Разговор проходил в саду Танькиного дома в присутствии ее самой, но Бог ее сознание блокировал, она ведь и без того считала себя чокнутой с тех пор, как он вселился в нее окончательно. Но обрывки фраз просачивались в ее мозг и преломлялись там, как строчки из забытых песен. Все это странным образом повышало ей настроение, хотя, возможно, оно ей от Бога передавалось – беседа с гномом и у него поднимала дух. Так хорошо было сидеть в том саду возле пруда и смотреть на фигурку забавного гнома, который ей казался почти живым, что она расчехлила гитару и стала петь.
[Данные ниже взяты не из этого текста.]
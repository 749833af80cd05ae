use crate::error::Error;
use chrono_tz::Tz;
use figment::{Figment, providers::{Env, Format, Yaml}};
use serde::{Deserialize, Serialize};
use std::path::{Path, PathBuf};

/// Top-level application configuration.
#[derive(Debug, Clone, Default, Serialize, Deserialize)]
pub struct AppConfig {
    #[serde(default)]
    pub dataset: DatasetConfig,
    #[serde(default)]
    pub log: LogConfig,
    #[serde(default)]
    pub server: ServerConfig,
}

/// Where the congestion dataset lives and how to fetch it.
#[derive(Debug, Clone, Serialize, Deserialize)]
pub struct DatasetConfig {
    #[serde(default = "default_dataset_url")]
    pub url: String,
    #[serde(default = "default_connect_timeout")]
    pub connect_timeout_secs: u64,
    #[serde(default = "default_timeout")]
    pub timeout_secs: u64,
    #[serde(default = "default_user_agent")]
    pub user_agent: String,
}

/// Append-only finding log.
#[derive(Debug, Clone, Serialize, Deserialize)]
pub struct LogConfig {
    #[serde(default = "default_log_path")]
    pub path: PathBuf,
    /// IANA zone used for entry timestamps.
    #[serde(default = "default_log_timezone")]
    pub timezone: String,
}

/// Report server settings.
#[derive(Debug, Clone, Serialize, Deserialize)]
pub struct ServerConfig {
    #[serde(default = "default_server_addr")]
    pub addr: String,
}

// ── Defaults ──────────────────────────────────────────────────

fn default_dataset_url() -> String { "https://datos.vigo.org/data/trafico/treal_congestion.json".into() }
fn default_connect_timeout() -> u64 { 10 }
fn default_timeout() -> u64 { 20 }
fn default_user_agent() -> String { concat!("congestion/", env!("CARGO_PKG_VERSION")).into() }
fn default_log_path() -> PathBuf { PathBuf::from("log.txt") }
fn default_log_timezone() -> String { "Europe/Madrid".into() }
fn default_server_addr() -> String { "0.0.0.0:8080".into() }

// ── Impls ─────────────────────────────────────────────────────

impl Default for DatasetConfig {
    fn default() -> Self {
        Self {
            url: default_dataset_url(),
            connect_timeout_secs: default_connect_timeout(),
            timeout_secs: default_timeout(),
            user_agent: default_user_agent(),
        }
    }
}

impl Default for LogConfig {
    fn default() -> Self {
        Self {
            path: default_log_path(),
            timezone: default_log_timezone(),
        }
    }
}

impl Default for ServerConfig {
    fn default() -> Self {
        Self { addr: default_server_addr() }
    }
}

impl AppConfig {
    /// Load configuration from YAML file + env overrides.
    ///
    /// Nested keys in the environment are separated by `__`, e.g.
    /// `CONGESTION_DATASET__URL`.
    pub fn load(path: &Path) -> Result<Self, Error> {
        let config: AppConfig = Figment::new()
            .merge(Yaml::file(path))
            .merge(Env::prefixed("CONGESTION_").split("__"))
            .extract()?;
        config.validate()?;
        Ok(config)
    }

    pub fn validate(&self) -> Result<(), Error> {
        self.dataset.validate()?;
        self.log.zone()?;
        Ok(())
    }
}

impl LogConfig {
    pub fn zone(&self) -> Result<Tz, Error> {
        self.timezone
            .trim()
            .parse::<Tz>()
            .map_err(|e| Error::Config(format!("Zona horaria no válida '{}': {e}", self.timezone)))
    }
}

impl DatasetConfig {
    /// The dataset URL is the one setting a run cannot do without.
    pub fn validate(&self) -> Result<(), Error> {
        if self.url.trim().is_empty() {
            return Err(Error::Config("La URL de la API no está configurada.".into()));
        }
        Ok(())
    }
}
Бог под наплывом чувств подпевать начал – громко так, как положено Всемогущему. Но магический голос она приняла за свой, слившийся с щебетанием птиц, лягушечьим кваканьем и вздохами огромного воздушного шара, зависшего прямо над ее головой, словно большая добрая примета.

Вася хмурился, недовольный, что Бог песни пел, вместо того чтобы продолжать важный разговор, даже до конца не выслушал все, что гном сказать хотел. Васина физиономия вызвала смех у Таньки и Бога одновременно, оба вскричали, как дураки: «Пой, Вася!!»